• **WORK REQUEST**: Return all the lines below in which the string "runner" appears.

::: DATASET RECORDS

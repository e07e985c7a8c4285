//! Stage definitions and the fixed provisioning sequence.
//!
//! A plan is validated once at construction so the runner can rely on its
//! shape: halting operations close their stage, and every stage after a halt
//! starts on a fresh session.
use crate::operation::{Clinic, Operation, Secret, SignatureSetup, UserAccount};
use crate::roster;
use serde::Serialize;
use std::collections::BTreeSet;
use std::fmt;
use std::path::PathBuf;
use thiserror::Error;

pub const DEFAULT_PATIENT_DATA: &str = "dataFiles/patdata0.csv";

/// Coarse run segment; each has its own failure sentinel.
#[derive(Debug, Clone, Copy, PartialEq, Eq, PartialOrd, Ord, Serialize)]
#[serde(rename_all = "snake_case")]
pub enum Phase {
    Connect,
    Users,
    Patients,
}

impl Phase {
    pub fn as_str(&self) -> &'static str {
        match self {
            Phase::Connect => "connect",
            Phase::Users => "users",
            Phase::Patients => "patients",
        }
    }
}

impl fmt::Display for Phase {
    fn fmt(&self, f: &mut fmt::Formatter<'_>) -> fmt::Result {
        f.write_str(self.as_str())
    }
}

#[derive(Debug, Clone, Copy, PartialEq, Eq, Serialize)]
#[serde(rename_all = "snake_case")]
pub enum SessionPolicy {
    /// Discard any current handle and connect before the stage runs.
    Fresh,
    /// Run on the handle left by the previous stage.
    Reuse,
}

#[derive(Debug, Clone, Serialize)]
pub struct Stage {
    pub name: String,
    pub phase: Phase,
    pub session: SessionPolicy,
    pub operations: Vec<Operation>,
}

impl Stage {
    pub fn new(name: impl Into<String>, phase: Phase, session: SessionPolicy) -> Self {
        Self {
            name: name.into(),
            phase,
            session,
            operations: Vec::new(),
        }
    }

    pub fn with(mut self, operation: Operation) -> Self {
        self.operations.push(operation);
        self
    }

    /// True when the stage's final operation leaves the session halted.
    pub fn halts_session(&self) -> bool {
        self.operations
            .last()
            .is_some_and(|operation| operation.halts_session())
    }
}

#[derive(Debug, Error, PartialEq, Eq)]
pub enum PlanError {
    #[error("plan has no stages")]
    Empty,
    #[error("first stage {0} must start on a fresh session")]
    FirstStageReuses(String),
    #[error("duplicate stage name {0}")]
    DuplicateStage(String),
    #[error("stage {stage} runs {operation} after a halting operation")]
    HaltNotLast { stage: String, operation: String },
    #[error("stage {stage} follows halting stage {previous} but reuses its session")]
    ReuseAfterHalt { stage: String, previous: String },
    #[error("stage {stage} ({phase}) is ordered after a {previous} stage")]
    PhaseOrder {
        stage: String,
        phase: Phase,
        previous: Phase,
    },
}

/// A statically ordered, validated list of stages.
#[derive(Debug, Clone, Serialize)]
pub struct ProvisionPlan {
    stages: Vec<Stage>,
}

impl ProvisionPlan {
    pub fn new(stages: Vec<Stage>) -> Result<Self, PlanError> {
        validate_stages(&stages)?;
        Ok(Self { stages })
    }

    pub fn stages(&self) -> &[Stage] {
        &self.stages
    }
}

fn validate_stages(stages: &[Stage]) -> Result<(), PlanError> {
    let first = stages.first().ok_or(PlanError::Empty)?;
    if first.session == SessionPolicy::Reuse {
        return Err(PlanError::FirstStageReuses(first.name.clone()));
    }

    let mut names = BTreeSet::new();
    let mut previous: Option<&Stage> = None;
    for stage in stages {
        if !names.insert(stage.name.as_str()) {
            return Err(PlanError::DuplicateStage(stage.name.clone()));
        }

        let mut halted = false;
        for operation in &stage.operations {
            if halted {
                return Err(PlanError::HaltNotLast {
                    stage: stage.name.clone(),
                    operation: operation.name().to_string(),
                });
            }
            halted = operation.halts_session();
        }

        if let Some(previous) = previous {
            if stage.phase < previous.phase {
                return Err(PlanError::PhaseOrder {
                    stage: stage.name.clone(),
                    phase: stage.phase,
                    previous: previous.phase,
                });
            }
            if previous.halts_session() && stage.session == SessionPolicy::Reuse {
                return Err(PlanError::ReuseAfterHalt {
                    stage: stage.name.clone(),
                    previous: previous.name.clone(),
                });
            }
        }
        previous = Some(stage);
    }
    Ok(())
}

/// Inputs the fixed provisioning sequence takes from the command line.
#[derive(Debug, Clone)]
pub struct PlanInputs {
    pub patient_data: PathBuf,
}

impl Default for PlanInputs {
    fn default() -> Self {
        Self {
            patient_data: PathBuf::from(DEFAULT_PATIENT_DATA),
        }
    }
}

/// Build the post-import provisioning sequence.
///
/// Accounts are created before permissions, permissions before signatures,
/// and signatures before patient registration. Clinic creation and each
/// signature handshake halt the backend, so each is the last operation of
/// its stage and the stage after it reconnects.
pub fn provisioning_plan(inputs: &PlanInputs) -> Result<ProvisionPlan, PlanError> {
    let mut users = Stage::new("users", Phase::Users, SessionPolicy::Reuse)
        .with(Operation::AddSystemManager)
        .with(Operation::SeedStrepTest)
        .with(Operation::SignOn {
            access: Secret::new(roster::SYSTEM_MANAGER_ACCESS),
            verify: Secret::new(roster::SYSTEM_MANAGER_VERIFY),
        });
    for account in roster::accounts() {
        users = users.with(Operation::AddUser(account));
    }
    let users = users
        .with(Operation::CreateOrderMenu)
        .with(Operation::GrantAllergiesPermission)
        .with(Operation::GrantTemplatePermission {
            initials: roster::TEMPLATE_EDITOR_INITIALS.to_string(),
        })
        .with(Operation::CreateClinic(Clinic {
            name: roster::CLINIC_NAME.to_string(),
            abbreviation: roster::CLINIC_ABBREVIATION.to_string(),
            kind: roster::CLINIC_KIND.to_string(),
        }));

    let mut stages = vec![
        Stage::new("connect", Phase::Connect, SessionPolicy::Fresh),
        users,
    ];
    for signer in roster::signers() {
        let stage = Stage::new(
            format!("{}-signature", signer.account.role.as_str()),
            Phase::Users,
            SessionPolicy::Fresh,
        )
        .with(Operation::SetupElectronicSignature(signature_setup(
            &signer.account,
            signer.new_verify,
            signer.signature,
        )));
        stages.push(stage);
    }
    stages.push(
        Stage::new("patients", Phase::Patients, SessionPolicy::Fresh).with(
            Operation::RegisterPatients {
                data_file: inputs.patient_data.clone(),
            },
        ),
    );

    ProvisionPlan::new(stages)
}

fn signature_setup(account: &UserAccount, new_verify: &str, signature: &str) -> SignatureSetup {
    SignatureSetup {
        access: account.access.clone(),
        verify: account.verify.clone(),
        new_verify: Secret::new(new_verify),
        signature: Secret::new(signature),
    }
}

#[cfg(test)]
#[path = "plan_tests.rs"]
mod tests;
//! Machine-readable record of a provisioning run.
use crate::plan::{Phase, Stage};
use crate::runner::RunOutcome;
use crate::session::SessionId;
use anyhow::{Context, Result};
use serde::Serialize;
use std::fs;
use std::path::Path;
use std::time::Duration;

pub const REPORT_SCHEMA_VERSION: u32 = 1;

#[derive(Debug, Clone, Copy, PartialEq, Eq, Serialize)]
#[serde(rename_all = "snake_case")]
pub enum StageStatus {
    Completed,
    Failed,
    NotRun,
}

#[derive(Debug, Clone, Serialize)]
pub struct StageRecord {
    pub name: String,
    pub phase: Phase,
    pub status: StageStatus,
    #[serde(skip_serializing_if = "Option::is_none")]
    pub session: Option<SessionId>,
    pub duration_ms: u64,
    #[serde(skip_serializing_if = "Option::is_none")]
    pub error: Option<String>,
}

impl StageRecord {
    pub fn finished(
        stage: &Stage,
        status: StageStatus,
        session: Option<SessionId>,
        duration_ms: u64,
        error: Option<String>,
    ) -> Self {
        Self {
            name: stage.name.clone(),
            phase: stage.phase,
            status,
            session,
            duration_ms,
            error,
        }
    }

    pub fn not_run(stage: &Stage) -> Self {
        Self::finished(stage, StageStatus::NotRun, None, 0, None)
    }
}

#[derive(Debug, Clone, Serialize)]
pub struct RunReport {
    pub schema_version: u32,
    pub success: bool,
    #[serde(skip_serializing_if = "Option::is_none")]
    pub failed_stage: Option<String>,
    #[serde(skip_serializing_if = "Option::is_none")]
    pub failed_phase: Option<Phase>,
    pub duration_ms: u64,
    pub stages: Vec<StageRecord>,
}

impl RunReport {
    pub fn new(outcome: &RunOutcome, stages: Vec<StageRecord>, elapsed: Duration) -> Self {
        let (failed_stage, failed_phase) = match outcome {
            RunOutcome::Success => (None, None),
            RunOutcome::Failure(failure) => (Some(failure.stage.clone()), Some(failure.phase)),
        };
        Self {
            schema_version: REPORT_SCHEMA_VERSION,
            success: outcome.is_success(),
            failed_stage,
            failed_phase,
            duration_ms: elapsed.as_millis() as u64,
            stages,
        }
    }

    /// Stages that actually ran (completed or failed), in order.
    pub fn executed(&self) -> impl Iterator<Item = &StageRecord> {
        self.stages
            .iter()
            .filter(|record| record.status != StageStatus::NotRun)
    }

    pub fn write(&self, path: &Path) -> Result<()> {
        if let Some(parent) = path.parent().filter(|parent| !parent.as_os_str().is_empty()) {
            fs::create_dir_all(parent).with_context(|| format!("create {}", parent.display()))?;
        }
        let text = serde_json::to_string_pretty(self).context("serialize run report")?;
        fs::write(path, text.as_bytes()).with_context(|| format!("write {}", path.display()))?;
        Ok(())
    }
}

::::::

• **TASK SOLUTION**:
//! A plan is validated once at construction so the runner can rely on its
use crate::runner::RunOutcome;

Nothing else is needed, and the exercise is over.